An international collaboration involving Hokkaido University's high-voltage electron microscope has solved a puzzle about the atomic structure of metallic glasses that has baffled scientists for four decades.
Unlike crystalline alloys, atoms in metallic glasses are randomly organized, a structure called amorphous. This makes them stronger, more flexible and resistant to corrosion. Due to these excellent physical properties, they are used in sports equipment, medical devices and electricity transformers. But improving their properties requires a better understanding of their atomic structure.
In 1976, researchers used a technique, called differential scanning calorimetry, to measure the difference in the amount of heat required to increase the temperature of metallic glass alloys made of palladium, nickel and phosphorous (Pd-Ni-P). As they heated the Pd-Ni-P alloys, they found a thermodynamic inconsistency in the resulting curve that they couldn't properly explain, but it must have had to do with their structures.
Now, forty years later, an international research consortium led by City University of Hong Kong developed a method that combined various measuring techniques, allowing them to directly correlate changes in the structure of Pd-Ni-P metallic glass to temperature changes.

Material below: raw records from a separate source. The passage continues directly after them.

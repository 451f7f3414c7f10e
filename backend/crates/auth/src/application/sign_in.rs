//! Sign In Use Case
//!
//! Password check with lockout, then the second factor for staff roles or
//! anyone who enabled TOTP. A pending TOTP secret (fresh from an MFA
//! bootstrap) becomes enabled with its first valid code.

use std::sync::Arc;

use chrono::{DateTime, Utc};
use kernel::role::UserRole;

use crate::application::config::AuthConfig;
use crate::application::credentials::verify_credentials;
use crate::application::session_token;
use crate::domain::entity::auth::TotpState;
use crate::domain::entity::auth_session::{AuthSession, SessionClient};
use crate::domain::repository::{AuthRepository, AuthSessionRepository, UserRepository};
use crate::error::{AuthError, AuthResult};

/// Sign in input
pub struct SignInInput {
    /// Email address, matched case-insensitively
    pub email: String,
    /// Password
    pub password: String,
    /// Persistent cookie instead of a browser-session one
    pub remember_me: bool,
    /// TOTP code (second step for accounts with 2FA)
    pub totp_code: Option<String>,
}

pub enum SignInOutput {
    /// Password accepted; submit again with a TOTP code
    TwoFactorRequired { public_id: String },
    SignedIn(SignedIn),
}

/// Established session
pub struct SignedIn {
    /// Session token for cookie
    pub session_token: String,
    /// Remember me flag, echoed for the cookie lifetime
    pub remember_me: bool,
    /// Public ID
    pub public_id: String,
    pub role: UserRole,
    /// Account is scheduled for deletion and may still cancel it
    pub pending_deletion: bool,
    /// When the scheduled purge runs
    pub deletion_scheduled_for: Option<DateTime<Utc>>,
}

pub struct SignInUseCase<U, A, S>
where
    U: UserRepository,
    A: AuthRepository,
    S: AuthSessionRepository,
{
    user_repo: Arc<U>,
    auth_repo: Arc<A>,
    session_repo: Arc<S>,
    config: Arc<AuthConfig>,
}

impl<U, A, S> SignInUseCase<U, A, S>
where
    U: UserRepository,
    A: AuthRepository,
    S: AuthSessionRepository,
{
    pub fn new(
        user_repo: Arc<U>,
        auth_repo: Arc<A>,
        session_repo: Arc<S>,
        config: Arc<AuthConfig>,
    ) -> Self {
        Self {
            user_repo,
            auth_repo,
            session_repo,
            config,
        }
    }

    pub async fn execute(&self, input: SignInInput, client: SessionClient) -> AuthResult<SignInOutput> {
        let (mut user, mut auth) = verify_credentials(
            &*self.user_repo,
            &*self.auth_repo,
            &self.config,
            &input.email,
            input.password,
        )
        .await?;

        let needs_totp = user.requires_2fa() || auth.totp_state() == TotpState::Enabled;
        if needs_totp {
            let secret = auth.totp_secret.clone().ok_or(AuthError::TwoFactorNotSetup)?;

            let Some(code) = input.totp_code.as_deref() else {
                return Ok(SignInOutput::TwoFactorRequired {
                    public_id: user.public_id.to_string(),
                });
            };

            if !secret.verify(code, user.email.as_str())? {
                self.auth_repo
                    .record_login_failure(&user.user_id, Utc::now())
                    .await?;
                return Err(AuthError::InvalidTwoFactorCode);
            }

            if auth.totp_state() == TotpState::Pending {
                auth.enable_totp();
                self.auth_repo.update_auth(&auth).await?;
                tracing::info!(public_id = %user.public_id, "TOTP activated on first sign in");
            }
        }

        self.auth_repo
            .reset_login_failures(&user.user_id, Utc::now())
            .await?;

        user.record_login();
        self.user_repo.update_user(&user).await?;

        let session = AuthSession::new(
            user.user_id,
            input.remember_me,
            client,
            self.config.session_ttl(input.remember_me),
        );
        self.session_repo.create_session(&session).await?;
        let session_token = session_token::sign(&self.config.session_secret, session.session_id)?;

        tracing::info!(
            public_id = %user.public_id,
            session_id = %session.session_id,
            remember_me = input.remember_me,
            "User signed in"
        );

        Ok(SignInOutput::SignedIn(SignedIn {
            session_token,
            remember_me: input.remember_me,
            public_id: user.public_id.to_string(),
            role: user.role,
            pending_deletion: user.is_pending_deletion(),
            deletion_scheduled_for: user.deletion_scheduled_for,
        }))
    }
}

High-energy synchrotron X-ray diffraction was carried out while constant heating was simultaneously applied to Pd-Ni-P metallic glass at Argonne National Laboratory in the US. Separately, small-angle neutron scattering was performed at the OPAL reactor at the Australian Nuclear Science and Technology Organization. This was complemented by obtaining high-resolution images and electron diffraction patterns of the material's atomic structure using Hokkaido University's high voltage electron microscope.
The combined measurements revealed that Pd-Ni-P metallic glass has a hidden amorphous phase within a certain temperature range and the thermodynamic inconsistency is the consequence of a phase transition. "The phase transition was found to involve the changes in how atom clusters were packed together. The atomic structure underwent significant changes over the medium-range length scales as large as 18Å," explains Dr. Tamaki Shibayama of Hokkaido University.
His collaborator Dr. Seiichi Watanabe added "This newly verified property appears to be linked to some metals' ability to form glass, which could allow us to manipulate their structures to develop larger and stronger novel materials."
This research was initiated as part of Hokkaido University's "Top-Collaboration Support Project."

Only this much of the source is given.